The people gathering the signatures are required to follow Idaho election laws.
“(Petition gatherers) have to be Idaho natives. They have to be a certain age to take part in this and they are obligated to provide factual information about this and they are doing so verbally and in the pamphlets that we provide, and that information mirrors what is on the ballot, and that information has already been signed off on by the Attorney General’s office and the Secretary of State,” Dvorak said. “(Our) side has to follow a certain set of rules. The other side doesn’t have that set of standards.”
According to Tim Hurst, chief deputy at the Secretary of State’s office, there is nothing in the code that would specifically address the ‘blocking’ outside of a possible intimidation statute.
“There is very little guidance,” said Stevenson. “I think there are a lot of questions that have not been resolved when it comes to initiative and referendum activity in Idaho. We’ve had so little of it. We haven’t had an initiative on the ballot in years.

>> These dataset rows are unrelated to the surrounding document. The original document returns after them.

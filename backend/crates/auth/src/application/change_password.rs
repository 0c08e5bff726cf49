//! Change Password Use Case

use std::sync::Arc;

use kernel::id::UserId;

use crate::application::config::AuthConfig;
use crate::domain::repository::CredentialRepository;
use crate::domain::value_object::user_password::{RawPassword, UserPassword};
use crate::error::{AuthError, AuthResult};

pub struct ChangePasswordInput {
    pub current_password: String,
    pub new_password: String,
}

pub struct ChangePasswordUseCase<C>
where
    C: CredentialRepository,
{
    credential_repo: Arc<C>,
    config: Arc<AuthConfig>,
}

impl<C> ChangePasswordUseCase<C>
where
    C: CredentialRepository,
{
    pub fn new(credential_repo: Arc<C>, config: Arc<AuthConfig>) -> Self {
        Self {
            credential_repo,
            config,
        }
    }

    pub async fn execute(&self, user_id: UserId, input: ChangePasswordInput) -> AuthResult<()> {
        let new_password = RawPassword::with_field(input.new_password, "new_password")?;

        let credential = self
            .credential_repo
            .find_by_user_id(user_id)
            .await?
            .ok_or(AuthError::SessionInvalid)?;

        let current = RawPassword::for_verification(input.current_password);
        if !credential
            .password_hash
            .verify(&current, self.config.pepper())
        {
            return Err(AuthError::WrongCurrentPassword);
        }

        let hash = UserPassword::from_raw(&new_password, self.config.pepper())?;
        self.credential_repo.update_password(user_id, &hash).await?;

        tracing::info!(user_id = %user_id, "Password changed");
        Ok(())
    }
}
//! Status Transitions
//!
//! Shared by moderation and resolution: admin check, lifecycle check,
//! update, then a notification that never affects the outcome.

use kernel::id::ReportId;
use kernel::principal::Principal;

use crate::domain::capability::{StatusNotice, StatusNotifier};
use crate::domain::repository::ReportRepository;
use crate::domain::value_object::report_status::ReportStatus;
use crate::error::{ReportError, ReportResult};

pub(crate) fn ensure_admin(principal: &Principal) -> ReportResult<()> {
    if principal.is_admin {
        Ok(())
    } else {
        Err(ReportError::AdminRequired)
    }
}

/// Racing moderation decisions are last-write-wins. The write itself
/// re-checks the stored status, so a decision read before another
/// transition cannot move a report out of REJECTED or RESOLVED.
pub(crate) async fn apply_transition<R>(
    report_repo: &R,
    notifier: &dyn StatusNotifier,
    admin: &Principal,
    report_id: ReportId,
    target: ReportStatus,
    rejection_reason: Option<String>,
) -> ReportResult<()>
where
    R: ReportRepository,
{
    ensure_admin(admin)?;

    let report = report_repo
        .find_by_id(report_id)
        .await?
        .ok_or(ReportError::NotFound)?;

    if !report.status.can_transition_to(target) {
        return Err(ReportError::InvalidTransition {
            from: report.status,
            to: target,
        });
    }

    let rejection_reason = match target {
        ReportStatus::Rejected => rejection_reason,
        _ => None,
    };

    if !report_repo
        .update_status(report_id, target, rejection_reason.as_deref())
        .await?
    {
        // Changed or removed since it was read
        return match report_repo.find_by_id(report_id).await? {
            Some(current) => {
                tracing::warn!(
                    report_id = %report_id,
                    from = %current.status,
                    status = %target,
                    "Status changed concurrently, transition refused"
                );
                Err(ReportError::InvalidTransition {
                    from: current.status,
                    to: target,
                })
            }
            None => Err(ReportError::NotFound),
        };
    }

    tracing::info!(
        report_id = %report_id,
        admin_id = %admin.user_id,
        from = %report.status,
        status = %target,
        "Report status changed"
    );

    match report_repo.find_submitter_contact(report_id).await {
        Ok(Some(contact)) => notifier.notify(StatusNotice {
            to: contact.email,
            title: contact.title,
            status: target,
            reason: rejection_reason,
        }),
        Ok(None) => {
            tracing::warn!(report_id = %report_id, "No submitter to notify");
        }
        Err(e) => {
            tracing::error!(report_id = %report_id, error = %e, "Submitter lookup failed, not notifying");
        }
    }

    Ok(())
}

It’s so difficult to do it.”
“This is a blatant attempt to disrupt and undermine the process of direct democracy by physically and verbally intimidating voters,” said Bruce Newcomb, former Speaker of the House and chairman of the Save Idaho Horse Racing campaign, in a Wednesday press release. “While campaigns can be and often are wars of words, these folks are using in-your-face intimidation tactics to prevent the people from putting a key policy question on the ballot.”
“The blockers are waiting outside the headquarters every morning to follow where are folks are going, and to set up right where they are,” said Dvorak.
Legal action may be the only remedy available for petition gatherers who feel threatened.
“If people are breaking the law, they should contact law enforcement,” said Stevenson. Dvorak said no one has filed police reports.
The Attorney General’s office had not yet commented on whether there are any rules that would govern the interactions between pro- and anti-ballot initiative workers at the time this story was published.
For a ballot initiative to get on the ballot the bar is incredibly high. Regardless of the so called “blockers,” the chance of success is slim.
But Newcomb, one of the backers of the initiatives, asked in a press release what opponents are afraid of. “Why not allow the question to go to voters, who can then settle the matter at the ballot box?’” he said.
“They are not very happy with me right now,” Stevenson acknowledged. “If they were willing to stop gathering signatures, I would be willing to stop doing what I’m doing.”